# New to fishing, interested in Cobia



## The new guy (Sep 16, 2014)

Any help would be humbly appreciated. 

I just moved to area last year and decided against the progress of my masters degree to get back into fishing! ITS BEEN AWESOME :thumbup:. New to saltwater fishing I've managed to score a free gator rod (extra fast action) for kings and I picked up a Penn Fierce 6000 for general use. I started fishing in May and predominately pier fish. I know that cobia season will be here in the spring and I'm looking to get setup early for it. I picked up a penn 706 (same as the reel on my king rod) and now looking for a rod. What rod is ideal for cobia fishing? I'm not opposed to building one or buying one, but talking with the others on the pier, the gator I own will not handle the jigs required for cobia. Any help would be appreciated. What I'm looking for is something that will work with cobia and that can be used for live bait during king season (if its possible). 

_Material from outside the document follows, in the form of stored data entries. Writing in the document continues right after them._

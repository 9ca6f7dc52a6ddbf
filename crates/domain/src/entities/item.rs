//! Menu items and their recipes.

use std::collections::BTreeSet;

use serde::{Deserialize, Serialize};

use crate::entity::{Entity, EntityKind, Tagged};
use crate::value_objects::{IngredientName, ItemName, Money, Tag};

/// Ingredients consumed to prepare one unit of a menu item.
///
/// Entries keep the order in which they were added; adding an ingredient
/// that is already listed increases its units.
#[derive(Debug, Clone, Default, PartialEq, Eq, Serialize, Deserialize)]
#[serde(transparent)]
pub struct Recipe {
    entries: Vec<(IngredientName, u32)>,
}

impl Recipe {
    /// Creates an empty recipe.
    pub fn new() -> Self {
        Self::default()
    }

    /// Adds `units` of an ingredient, returning the updated recipe.
    pub fn with(mut self, ingredient: impl Into<IngredientName>, units: u32) -> Self {
        self.add(ingredient, units);
        self
    }

    /// Adds `units` of an ingredient.
    pub fn add(&mut self, ingredient: impl Into<IngredientName>, units: u32) {
        let ingredient = ingredient.into();
        match self.entries.iter_mut().find(|(name, _)| *name == ingredient) {
            Some((_, existing)) => *existing = existing.saturating_add(units),
            None => self.entries.push((ingredient, units)),
        }
    }

    /// Iterates over `(ingredient, units)` pairs in insertion order.
    pub fn entries(&self) -> impl Iterator<Item = (&IngredientName, u32)> {
        self.entries.iter().map(|(name, units)| (name, *units))
    }

    /// Returns the units of `ingredient`, if listed.
    pub fn units_of(&self, ingredient: &IngredientName) -> Option<u32> {
        self.entries
            .iter()
            .find(|(name, _)| name == ingredient)
            .map(|(_, units)| *units)
    }

    /// Returns the number of distinct ingredients.
    pub fn len(&self) -> usize {
        self.entries.len()
    }

    /// Returns true if no ingredient is listed.
    pub fn is_empty(&self) -> bool {
        self.entries.is_empty()
    }
}

impl<N: Into<IngredientName>> FromIterator<(N, u32)> for Recipe {
    fn from_iter<I: IntoIterator<Item = (N, u32)>>(iter: I) -> Self {
        let mut recipe = Recipe::new();
        for (name, units) in iter {
            recipe.add(name, units);
        }
        recipe
    }
}

/// A menu item.
///
/// The recipe is optional: items without one can still be sold, they just
/// do not draw down ingredient stock.
#[derive(Debug, Clone, PartialEq, Eq, Serialize, Deserialize)]
pub struct Item {
    pub name: ItemName,
    pub price: Money,
    #[serde(default)]
    pub recipe: Option<Recipe>,
    #[serde(default)]
    pub tags: BTreeSet<Tag>,
}

impl Item {
    /// Creates an item without a recipe or tags.
    pub fn new(name: impl Into<ItemName>, price: Money) -> Self {
        Self {
            name: name.into(),
            price,
            recipe: None,
            tags: BTreeSet::new(),
        }
    }

    /// Attaches a recipe.
    pub fn with_recipe(mut self, recipe: Recipe) -> Self {
        self.recipe = Some(recipe);
        self
    }

    /// Adds tags, returning the updated item.
    pub fn tagged<I, T>(mut self, tags: I) -> Self
    where
        I: IntoIterator<Item = T>,
        T: Into<Tag>,
    {
        self.tags.extend(tags.into_iter().map(Into::into));
        self
    }
}

impl Entity for Item {
    type Key = ItemName;
    const KIND: EntityKind = EntityKind::Item;

    fn key(&self) -> ItemName {
        self.name.clone()
    }
}

impl Tagged for Item {
    fn tags(&self) -> &BTreeSet<Tag> {
        &self.tags
    }

    fn with_tags(&self, tags: BTreeSet<Tag>) -> Self {
        Self {
            tags,
            ..self.clone()
        }
    }
}

#[cfg(test)]
mod tests {
    use super::*;

    #[test]
    fn test_recipe_keeps_insertion_order() {
        let recipe = Recipe::new().with("Cheese", 2).with("Garlic", 1);
        let names: Vec<_> = recipe.entries().map(|(n, _)| n.as_str().to_string()).collect();
        assert_eq!(names, vec!["Cheese", "Garlic"]);
    }

    #[test]
    fn test_recipe_merges_repeated_ingredient() {
        let recipe = Recipe::new().with("Cheese", 2).with("Garlic", 1).with("Cheese", 3);
        assert_eq!(recipe.len(), 2);
        assert_eq!(recipe.units_of(&IngredientName::new("Cheese")), Some(5));
    }

    #[test]
    fn test_recipe_from_iterator() {
        let recipe: Recipe = [("Cheese", 2), ("Garlic", 3), ("Cheese", 1)].into_iter().collect();
        assert_eq!(recipe.units_of(&IngredientName::new("Cheese")), Some(3));
        assert_eq!(recipe.units_of(&IngredientName::new("Garlic")), Some(3));
        assert!(recipe.units_of(&IngredientName::new("Basil")).is_none());
    }

    #[test]
    fn test_price_change_is_same_item() {
        let a = Item::new("Garlic Bread", Money::from_cents(450));
        let b = Item::new("Garlic Bread", Money::from_cents(500))
            .with_recipe(Recipe::new().with("Garlic", 1));
        assert!(a.same_as(&b));
    }

    #[test]
    fn test_recipe_serializes_as_list() {
        let item = Item::new("Garlic Bread", Money::from_cents(450))
            .with_recipe(Recipe::new().with("Garlic", 1));
        let json = serde_json::to_value(&item).unwrap();
        assert_eq!(json["recipe"], serde_json::json!([["Garlic", 1]]));
    }
}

Any advice would be huge! My experience level is limited to king mackerel and good ole bass and brim.... On the plus side I did hook and play with a tarpon (by accident)


----------



## Jackin' 'Em Up (Dec 31, 2013)

First off welcome to the forum! From what I here tiderider on this forum is the go to man to get a rod built. I've seen some of his rods and they are amazing! For the blank, it depends on your budget. I built a Rainshadow 1088 for the exact purpose you described. I paid $200 for the blank, thread, epoxy, reel seat, fuji k guides, and cork grips (find thick ones if you are leaning towards cork grips). That included shipping. If you order online, therodroom.com is what I recommend if they have what you want


----------



## Bravo87 (Jun 19, 2014)

Welcome! Cobia season will be a first for me as well!


----------



## bay slayer (May 26, 2008)

a gator t90l is a very good ling rod they are almost unbreakable, some other options are rainshadow, seeker, viper just depends on your budget. You will want a good pair of glasses, most people are looking at about 200-500 yards out. Also get accurate! throw at every bottle, bag or target until you are deadly accurate. Bring your A-game, from high school students to commercial fisherman those boys on the pier can fish and fish hard! And have fun, thats the most important!


----------



## bay slayer (May 26, 2008)

And remember you dont have to have a fancy rod to kill fish! whatever rod feels best to you.


----------



## J0nesi (Jun 22, 2011)

+1 on the gator and the rainshadow 1088


----------



## The new guy (Sep 16, 2014)

I appreciate y'all's help. I may be picking up a gator tomorrow. Found a good used one. If it falls through I will most likely buy a 1088 blank and build it up


----------



## Jackin' 'Em Up (Dec 31, 2013)

I love my 1088! Most versatile rod I've ever had. Slings jigs and baits so easily


----------



## The new guy (Sep 16, 2014)

I need to find a place to put my hands on a 1088 and feel her out


----------



## Jackin' 'Em Up (Dec 31, 2013)

Depending on where you're located, we might be able to meet up at Pensacola Pier and you can throw mine. The only problem right now is it had mono on it for king fishing, so it won't throw a jig as far as it does with braid. PM me if you're interested and we'll work it out


----------



## The new guy (Sep 16, 2014)

As much as I appreciate it, I'm unable to throw a rod due to some recent surgery. I'm hearing enough positive things about the 1088 I may just go with it and push the I believe button. Is the full model sw1088?


----------



## Jackin' 'Em Up (Dec 31, 2013)

The new guy said:


> As much as I appreciate it, I'm unable to throw a rod due to some recent surgery. I'm hearing enough positive things about the 1088 I may just go with it and push the I believe button. Is the full model sw1088?


I'm sorry to hear about that. Any time away from the water is not fun... And yes sir. Here's the link to the blank http://www.therodroom.com/shop/pc/SW1088-RAINSHADOW-RX7-SALTWATER-185p281.htm


----------



## Blackwaterboyz (Jul 12, 2013)

Hey if you are interested I have a gator t90l forsale. You can txt me if interested @ 8504637686


----------



## The new guy (Sep 16, 2014)

Thank you for the link, your help has been huge.


----------



## Jackin' 'Em Up (Dec 31, 2013)

The new guy said:


> Thank you for the link, your help has been huge.


No problem. Just helping out a fellow fisher. Not too bad of advice for a youngin'. That website is a great place to order from and the shipping was fast. It was delivered 2 days after I ordered with standard shipping.


----------